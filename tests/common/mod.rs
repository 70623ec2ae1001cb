// In-memory doubles for the workflow capabilities.
#![allow(dead_code)]

use async_trait::async_trait;
use std::path::{Path, PathBuf};
use std::sync::atomic::{AtomicUsize, Ordering};
use std::sync::Mutex;

use coinlock::{
    clvm, Bech32m, Bytes32, Coin, CoinRecord, Compiler, Error, Executor, LedgerClient, Mojos,
    PuzzleSource, Result, WalletClient,
};
use coinlock::address::AddressCodec;
use coinlock::workflow::Ctx;

/// The compiled form of a small password puzzle.
pub const PROGRAM: &str = "(a (q 2 (i (= (sha256 5) (q . 0x4963bd713a7eb1bce458868b0c8472bdc8bc5929a7892a92dd24344aea92093d)) (q 4 (c (q . 51) (c 11 (c 23 ()))) ()) (q 8)) 1) 1)";

/// Raw hash behind the wallet's receive address.
pub fn owner() -> Bytes32 {
    Bytes32::new([0xcc; 32])
}

pub fn program_hash() -> Bytes32 {
    clvm::tree_hash(&clvm::assemble(PROGRAM).unwrap()).unwrap()
}

pub fn source() -> PuzzleSource {
    PuzzleSource::new("main.clsp")
}

pub fn coin(parent: u8, amount: u64) -> Coin {
    Coin::new(Bytes32::new([parent; 32]), program_hash(), amount)
}

pub struct FakeCompiler {
    pub program: String,
    pub calls: AtomicUsize,
}

impl FakeCompiler {
    pub fn new() -> Self {
        FakeCompiler { program: PROGRAM.to_string(), calls: AtomicUsize::new(0) }
    }

    pub fn failing() -> Self {
        FakeCompiler { program: String::new(), calls: AtomicUsize::new(0) }
    }
}

#[async_trait]
impl Compiler for FakeCompiler {
    async fn compile(&self, source: &PuzzleSource) -> Result<String> {
        self.calls.fetch_add(1, Ordering::SeqCst);
        if self.program.is_empty() {
            return Err(Error::compilation(source.path.display().to_string(), "syntax error"));
        }
        Ok(self.program.clone())
    }
}

#[async_trait]
impl Executor for FakeCompiler {
    async fn execute(&self, program: &str, env: &str) -> Result<String> {
        Ok(format!("{} applied to {}", program.len(), env))
    }
}

/// What the fake node answers to `push_tx`.
#[derive(Clone)]
pub enum Push {
    Accept,
    Reject(&'static str),
    Offline,
}

/// How the fake node answers coin record queries.
#[derive(Clone, Copy)]
pub enum Query {
    /// Records under the asked-for puzzle hash.
    ByPuzzleHash,
    /// Every record, whatever it is locked under.
    Everything,
    Offline,
    Garbled,
}

pub struct FakeLedger {
    pub records: Vec<CoinRecord>,
    pub query: Query,
    pub push: Push,
    pub queries: AtomicUsize,
    pub pushed: Mutex<Vec<PathBuf>>,
    /// File contents as seen at push time.
    pub pushed_json: Mutex<Vec<String>>,
}

impl FakeLedger {
    pub fn with(records: Vec<CoinRecord>, push: Push) -> Self {
        FakeLedger {
            records,
            query: Query::ByPuzzleHash,
            push,
            queries: AtomicUsize::new(0),
            pushed: Mutex::new(Vec::new()),
            pushed_json: Mutex::new(Vec::new()),
        }
    }

    pub fn empty() -> Self {
        Self::with(Vec::new(), Push::Accept)
    }

    pub fn push_count(&self) -> usize {
        self.pushed.lock().unwrap().len()
    }
}

#[async_trait]
impl LedgerClient for FakeLedger {
    async fn unspent_by_puzzle_hash(&self, puzzle_hash: &Bytes32) -> Result<Vec<CoinRecord>> {
        self.queries.fetch_add(1, Ordering::SeqCst);
        match self.query {
            Query::ByPuzzleHash => {
                Ok(self.records.iter().filter(|r| r.coin.puzzle_hash == *puzzle_hash).cloned().collect())
            }
            Query::Everything => Ok(self.records.clone()),
            Query::Offline => Err(Error::ledger("get coin records", "connection refused")),
            Query::Garbled => Err(Error::decode("coin records", "expected value at line 1 column 1")),
        }
    }

    async fn push_tx(&self, bundle_file: &Path) -> Result<()> {
        self.pushed.lock().unwrap().push(bundle_file.to_path_buf());
        self.pushed_json.lock().unwrap().push(std::fs::read_to_string(bundle_file).unwrap_or_default());
        match &self.push {
            Push::Accept => Ok(()),
            Push::Reject(why) => Err(Error::BroadcastRejected {
                bundle: bundle_file.display().to_string(),
                reason: why.to_string(),
            }),
            Push::Offline => Err(Error::ledger("push spend bundle", "connection refused")),
        }
    }
}

pub struct FakeWallet {
    pub address: String,
    /// Wallet service down: every call fails.
    pub offline: bool,
    pub sends: Mutex<Vec<(Mojos, Mojos, u32, String)>>,
    pub send_attempts: AtomicUsize,
    pub address_calls: AtomicUsize,
}

impl FakeWallet {
    pub fn new() -> Self {
        FakeWallet {
            address: Bech32m.encode(&owner(), "txch").unwrap(),
            offline: false,
            sends: Mutex::new(Vec::new()),
            send_attempts: AtomicUsize::new(0),
            address_calls: AtomicUsize::new(0),
        }
    }

    pub fn offline() -> Self {
        FakeWallet { offline: true, ..Self::new() }
    }
}

#[async_trait]
impl WalletClient for FakeWallet {
    async fn send(&self, amount: Mojos, fee: Mojos, fingerprint: u32, address: &str) -> Result<()> {
        self.send_attempts.fetch_add(1, Ordering::SeqCst);
        if self.offline {
            return Err(Error::wallet("send funds to puzzle address", "wallet is not running"));
        }
        self.sends.lock().unwrap().push((amount, fee, fingerprint, address.to_string()));
        Ok(())
    }

    async fn receive_address(&self, _fingerprint: u32) -> Result<String> {
        self.address_calls.fetch_add(1, Ordering::SeqCst);
        if self.offline {
            return Err(Error::wallet("get wallet address", "wallet is not running"));
        }
        Ok(self.address.clone())
    }
}

pub fn ctx<'a>(compiler: &'a FakeCompiler, ledger: &'a FakeLedger, wallet: &'a FakeWallet, codec: &'a Bech32m) -> Ctx<'a> {
    Ctx { compiler, ledger, wallet, codec }
}
// Ledger types. `Bytes32`, `Coin` and coin ids are the chia protocol's; this module
// adds the `0x`-hex JSON shape the node RPC and `spendbundle.json` use.

pub use chia::protocol::{Bytes32, Coin, Program};
use serde::{Deserialize, Deserializer, Serialize, Serializer};

use crate::error::{Error, Result};

/// Hex rendering for hashes as the node RPC prints them.
pub trait PrefixedHex {
    /// `0x`-prefixed lowercase hex.
    fn prefixed_hex(&self) -> String;
}

impl PrefixedHex for Bytes32 {
    fn prefixed_hex(&self) -> String {
        format!("0x{}", hex::encode(self.to_bytes()))
    }
}

/// Accepts hex with or without a `0x` prefix; anything but 32 bytes is rejected.
pub fn parse_bytes32(s: &str) -> Result<Bytes32> {
    let s = s.trim();
    let digits = s.strip_prefix("0x").unwrap_or(s);
    let raw = hex::decode(digits).map_err(|e| Error::encoding(format!("hash {s:?}"), e))?;
    let arr: [u8; 32] = raw
        .try_into()
        .map_err(|v: Vec<u8>| Error::encoding(format!("hash {s:?}"), format!("expected 32 bytes, got {}", v.len())))?;
    Ok(Bytes32::new(arr))
}

/// Serde adapter for `Coin` in the RPC's `{amount, parent_coin_info, puzzle_hash}` form.
pub mod coin_json {
    use super::*;

    #[derive(Serialize, Deserialize)]
    struct WireCoin {
        amount: u64,
        parent_coin_info: String,
        puzzle_hash: String,
    }

    pub fn serialize<S: Serializer>(coin: &Coin, s: S) -> std::result::Result<S::Ok, S::Error> {
        WireCoin {
            amount: coin.amount,
            parent_coin_info: coin.parent_coin_info.prefixed_hex(),
            puzzle_hash: coin.puzzle_hash.prefixed_hex(),
        }
        .serialize(s)
    }

    pub fn deserialize<'de, D: Deserializer<'de>>(d: D) -> std::result::Result<Coin, D::Error> {
        let wire = WireCoin::deserialize(d)?;
        let parent = parse_bytes32(&wire.parent_coin_info).map_err(serde::de::Error::custom)?;
        let puzzle_hash = parse_bytes32(&wire.puzzle_hash).map_err(serde::de::Error::custom)?;
        Ok(Coin::new(parent, puzzle_hash, wire.amount))
    }
}

/// Serde adapter for a serialized program as bare lowercase hex.
pub mod program_hex {
    use super::*;

    pub fn serialize<S: Serializer>(program: &Program, s: S) -> std::result::Result<S::Ok, S::Error> {
        s.serialize_str(&crate::clvm::to_hex(program))
    }

    pub fn deserialize<'de, D: Deserializer<'de>>(d: D) -> std::result::Result<Program, D::Error> {
        let text = String::deserialize(d)?;
        crate::clvm::from_hex(&text).map_err(serde::de::Error::custom)
    }
}

/// A coin plus the ledger's metadata about it. Read-only to us.
#[derive(Debug, Clone, Serialize, Deserialize, PartialEq, Eq)]
pub struct CoinRecord {
    #[serde(with = "coin_json")]
    pub coin: Coin,
    #[serde(default)]
    pub spent: bool,
    #[serde(default)]
    pub coinbase: bool,
    #[serde(default)]
    pub confirmed_block_index: u32,
    #[serde(default)]
    pub spent_block_index: u32,
    #[serde(default)]
    pub timestamp: u64,
}

impl CoinRecord {
    pub fn unspent(coin: Coin) -> Self {
        CoinRecord {
            coin,
            spent: false,
            coinbase: false,
            confirmed_block_index: 0,
            spent_block_index: 0,
            timestamp: 0,
        }
    }

    /// Spent either by flag or by a recorded spend height; some nodes only set the latter.
    pub fn is_spent(&self) -> bool {
        self.spent || self.spent_block_index > 0
    }
}

#[cfg(test)]
mod tests {
    use super::*;

    #[test]
    fn bytes32_accepts_both_hex_forms() {
        let a = parse_bytes32(&format!("0x{}", "ab".repeat(32))).unwrap();
        let b = parse_bytes32(&"ab".repeat(32)).unwrap();
        assert_eq!(a, b);
        assert_eq!(a.prefixed_hex(), format!("0x{}", "ab".repeat(32)));
        assert_eq!(a.to_string(), "ab".repeat(32));
    }

    #[test]
    fn bytes32_rejects_wrong_length() {
        assert!(matches!(parse_bytes32("0xabcd"), Err(Error::Encoding { .. })));
        assert!(matches!(parse_bytes32(&"zz".repeat(32)), Err(Error::Encoding { .. })));
    }

    #[test]
    fn coin_json_uses_ledger_field_names() {
        let record = CoinRecord::unspent(Coin::new(Bytes32::new([0xaa; 32]), Bytes32::new([0xbb; 32]), 10_000_000_000));
        let js = serde_json::to_value(&record).unwrap();
        assert_eq!(js["coin"]["amount"], 10_000_000_000u64);
        assert_eq!(js["coin"]["parent_coin_info"], format!("0x{}", "aa".repeat(32)));
        assert_eq!(js["coin"]["puzzle_hash"], format!("0x{}", "bb".repeat(32)));
        let back: CoinRecord = serde_json::from_value(js).unwrap();
        assert_eq!(back, record);
    }

    #[test]
    fn coin_id_changes_with_amount() {
        let coin = Coin::new(Bytes32::new([1; 32]), Bytes32::new([2; 32]), 1);
        let other = Coin::new(Bytes32::new([1; 32]), Bytes32::new([2; 32]), 2);
        assert_ne!(coin.coin_id(), other.coin_id());
        assert_eq!(coin.coin_id(), coin.coin_id());
    }

    #[test]
    fn spend_height_alone_marks_a_record_spent() {
        let mut record = CoinRecord::unspent(Coin::new(Bytes32::new([0; 32]), Bytes32::new([0; 32]), 1));
        assert!(!record.is_spent());
        record.spent_block_index = 12;
        assert!(record.is_spent());
    }
}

◆ Required work
For each line in the entries that contains the string "struct", make a copy.

◆ Solution to this task
pub struct FakeCompiler {
pub struct FakeLedger {
pub struct FakeWallet {
    struct WireCoin {
pub struct CoinRecord {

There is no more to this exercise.